About the Artist


Kapata Dreaming and Yapa Mali were created by Dhiyalthun, Maddy Hodgetts, a Wangaaypuwan/Ngiyampaa and Wiradjuri woman dedicated to sharing Culture through Art. 

Maddy is currently based in Nyngan, Wangaaupuwan Country. She was raised on the Central Coast, the lands of the Guringai and Darkinyung people. Her cultural connection is through her Mother, a Wangaaypuwan (Ngiyampaa) and Wiradjuri Woman. 

Maddy is passionate about Community, Dancing, Song, language and all aspects of Culture. She regularly participates in local dance gigs and Corroborees as well delivering workshops and participating within the community. She offers Art and Cultural adornment workshops, which explores storytelling, traditional and contemporary methods of wearable art. 
Maddy was blessed to grow up with many cultural influences such as her mother Sharon Hodgetts, her Nan Anita Selwyn/nee Shipp and her older brothers. As well as many other family members that value and practice our culture. 
Sharon practices indigenous archaeology working to protect cultural sites. This has instilled in Maddy the importance of protecting and caring for our land. Living near Brisbane Water National Park and many cultural sites, Maddy grew up spending time exploring the bush and learning the stories with her Mother. They still regularly go bush together, where Maddy continues to learn culture. 
Anita grew up in Dubbo NSW but now lives on the Central Coast with the family. Growing up, Maddy, her nan and the family would return to Wiradjuri and Ngiyampaa Country to spend time with relatives in Central and Western NSW. Maddy has learnt many cultural values and morals from her Nan. She's also taught Maddy the hardships and obstacles faced by an indigenous woman of her generation.  Anita is Maddy’s biggest encouragement and she only hopes to make her Nan proud.
Maddy's love for painting began at a young age with her mother. They would paint together Indigenous designs and stories. At the age of 11Maddy started entering her paintings in a local NAIDOC week art competition. Here, she won first prize in her category and also sold her first piece.
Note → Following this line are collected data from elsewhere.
// SPDX-License-Identifier: BUSL-1.1
// Copyright (c) 2026 Alfred Jean LLC

//! Path registry (§4.1): names abstract roots and resolves them to absolute
//! filesystem paths, or to entries in a mocked virtual filesystem during
//! simulation.

use std::collections::{BTreeSet, HashMap};
use std::path::{Path, PathBuf};
use thiserror::Error;

#[derive(Debug, Error)]
pub enum PathError {
    #[error("unknown root `{0}`")]
    UnknownRoot(String),
    #[error("checkout_dir read before it was set (deprecated slot, see design note §4.1)")]
    CheckoutDirUnset,
    #[error("io error resolving `{path}`: {source}")]
    Io {
        path: PathBuf,
        #[source]
        source: std::io::Error,
    },
}

/// One real-or-virtual root the registry knows how to resolve.
#[derive(Debug, Clone)]
enum Root {
    Real(PathBuf),
    /// Backed by the virtual filesystem in simulation mode.
    Virtual(PathBuf),
}

impl Root {
    fn path(&self) -> &Path {
        match self {
            Root::Real(p) | Root::Virtual(p) => p,
        }
    }
}

/// Abstract root + path construction, mockable for the simulation harness.
///
/// In real mode, `exists`/`listdir`/`mkdtemp`/`mkstemp` touch the actual
/// filesystem. In simulation mode, the registry is backed entirely by an
/// in-memory set of "present" paths that the test configures (mirroring
/// `api.path.exists(p)` marking a path as present in the source system).
pub struct PathRegistry {
    roots: HashMap<String, Root>,
    simulated: bool,
    present: BTreeSet<PathBuf>,
    cleanup: Vec<PathBuf>,
    /// Deprecated settable-once slot (§4.1 design rationale). `None` until
    /// first write; reading before writing is an error.
    checkout_dir: Option<PathBuf>,
    temp_counter: std::sync::atomic::AtomicU64,
}

impl PathRegistry {
    /// Construct a registry backed by the real filesystem.
    pub fn real(start_dir: impl Into<PathBuf>) -> Self {
        let mut roots = HashMap::new();
        let start_dir = start_dir.into();
        roots.insert("start_dir".into(), Root::Real(start_dir.clone()));
        roots.insert(
            "cache".into(),
            Root::Real(dirs::cache_dir().unwrap_or_else(|| start_dir.join(".cache"))),
        );
        roots.insert("cleanup".into(), Root::Real(start_dir.join(".cleanup")));
        roots.insert("tmp_base".into(), Root::Real(std::env::temp_dir()));
        Self {
            roots,
            simulated: false,
            present: BTreeSet::new(),
            cleanup: Vec::new(),
            checkout_dir: None,
            temp_counter: std::sync::atomic::AtomicU64::new(0),
        }
    }

    /// Construct a registry backed by a mocked virtual filesystem, for the
    /// simulation harness (§4.9).
    pub fn simulated() -> Self {
        let mut roots = HashMap::new();
        roots.insert("start_dir".into(), Root::Virtual("/start".into()));
        roots.insert("cache".into(), Root::Virtual("/cache".into()));
        roots.insert("cleanup".into(), Root::Virtual("/cleanup".into()));
        roots.insert("tmp_base".into(), Root::Virtual("/tmp".into()));
        Self {
            roots,
            simulated: true,
            present: BTreeSet::new(),
            cleanup: Vec::new(),
            checkout_dir: None,
            temp_counter: std::sync::atomic::AtomicU64::new(0),
        }
    }

    pub fn is_simulated(&self) -> bool {
        self.simulated
    }

    /// Register a named root (e.g. a per-module `resource_dir(module)`).
    pub fn register_root(&mut self, name: impl Into<String>, initial_path: impl Into<PathBuf>) {
        let path = initial_path.into();
        let root = if self.simulated {
            Root::Virtual(path)
        } else {
            Root::Real(path)
        };
        self.roots.insert(name.into(), root);
    }

    /// Pure construction: join segments onto a named root. Never touches
    /// the filesystem.
    pub fn join(&self, root: &str, segments: &[&str]) -> Result<PathBuf, PathError> {
        let base = self
            .roots
            .get(root)
            .ok_or_else(|| PathError::UnknownRoot(root.to_string()))?
            .path();
        let mut p = base.to_path_buf();
        for seg in segments {
            p.push(seg);
        }
        Ok(p)
    }

    /// Mark a path as present, for simulation-mode tests configuring
    /// `api.path.exists(p)`.
    pub fn mark_present(&mut self, path: impl Into<PathBuf>) {
        self.present.insert(path.into());
    }

    pub fn exists(&self, path: &Path) -> Result<bool, PathError> {
        if self.simulated {
            Ok(self.present.contains(path))
        } else {
            Ok(path.try_exists().map_err(|e| PathError::Io {
                path: path.to_path_buf(),
                source: e,
            })?)
        }
    }

    pub fn listdir(&self, path: &Path) -> Result<Vec<PathBuf>, PathError> {
        if self.simulated {
            Ok(self
                .present
                .iter()
                .filter(|p| p.parent() == Some(path))
                .cloned()
                .collect())
        } else {
            std::fs::read_dir(path)
                .map_err(|e| PathError::Io {
                    path: path.to_path_buf(),
                    source: e,
                })?
                .map(|entry| {
                    entry
                        .map(|e| e.path())
                        .map_err(|e| PathError::Io {
                            path: path.to_path_buf(),
                            source: e,
                        })
                })
                .collect()
        }
    }

    fn fresh_name(&self, prefix: &str) -> String {
        let n = self
            .temp_counter
            .fetch_add(1, std::sync::atomic::Ordering::SeqCst);
        format!("{prefix}-{n}")
    }

    /// A fresh directory under `root`, marked for cleanup at recipe end.
    pub fn mkdtemp(&mut self, root: &str) -> Result<PathBuf, PathError> {
        let name = self.fresh_name("tmpdir");
        let path = self.join(root, &[&name])?;
        if self.simulated {
            self.present.insert(path.clone());
        } else {
            std::fs::create_dir_all(&path).map_err(|e| PathError::Io {
                path: path.clone(),
                source: e,
            })?;
        }
        self.cleanup.push(path.clone());
        Ok(path)
    }

    /// A fresh file path under `root` (not created), marked for cleanup.
    pub fn mkstemp(&mut self, root: &str) -> Result<PathBuf, PathError> {
        let name = self.fresh_name("tmpfile");
        let path = self.join(root, &[&name])?;
        self.cleanup.push(path.clone());
        Ok(path)
    }

    /// Paths allocated via `mkdtemp`/`mkstemp` during this invocation, owed
    /// cleanup at recipe end regardless of outcome (§5, §8 invariant 3).
    pub fn pending_cleanup(&self) -> &[PathBuf] {
        &self.cleanup
    }

    /// Delete every path allocated during this invocation. Idempotent and
    /// best-effort: a path that is already gone is not an error.
    pub fn cleanup_all(&mut self) {
        for path in self.cleanup.drain(..) {
            if self.simulated {
                self.present.remove(&path);
                continue;
            }
            let _ = if path.is_dir() {
                std::fs::remove_dir_all(&path)
            } else {
                std::fs::remove_file(&path)
            };
        }
    }

    /// Read the deprecated `checkout_dir` slot. Errors if never set.
    pub fn checkout_dir(&self) -> Result<&Path, PathError> {
        self.checkout_dir
            .as_deref()
            .ok_or(PathError::CheckoutDirUnset)
    }

    /// Set the deprecated `checkout_dir` slot. Callers should emit a
    /// deprecation warning through the module's warning mechanism; the
    /// registry itself only enforces the settable-once-before-read rule.
    pub fn set_checkout_dir(&mut self, path: impl Into<PathBuf>) {
        self.checkout_dir = Some(path.into());
    }
}

#[cfg(test)]
#[path = "path_tests.rs"]
mod tests;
Maddy continued to enter her artwork in consecutive years winning awards and selling a number of her artworks.
Now 27 years old, Maddy has slowly progressed to her own style where she strives to depict Ngiyampaa Country and it's stories as well as translating traditional South East Aboriginal styles and practices into her work.  Her art and the stories behind them, will continue to evolve as she is continuously learning her Culture. 

These experiences of culture and family have instilled in Maddy the importance of caring for mother earth and each other.  She has a great appreciation and respect for her Family, Culture and Country. These are the things Maddy values and holds in her heart, this is part of her spirit in which is expressed though her work.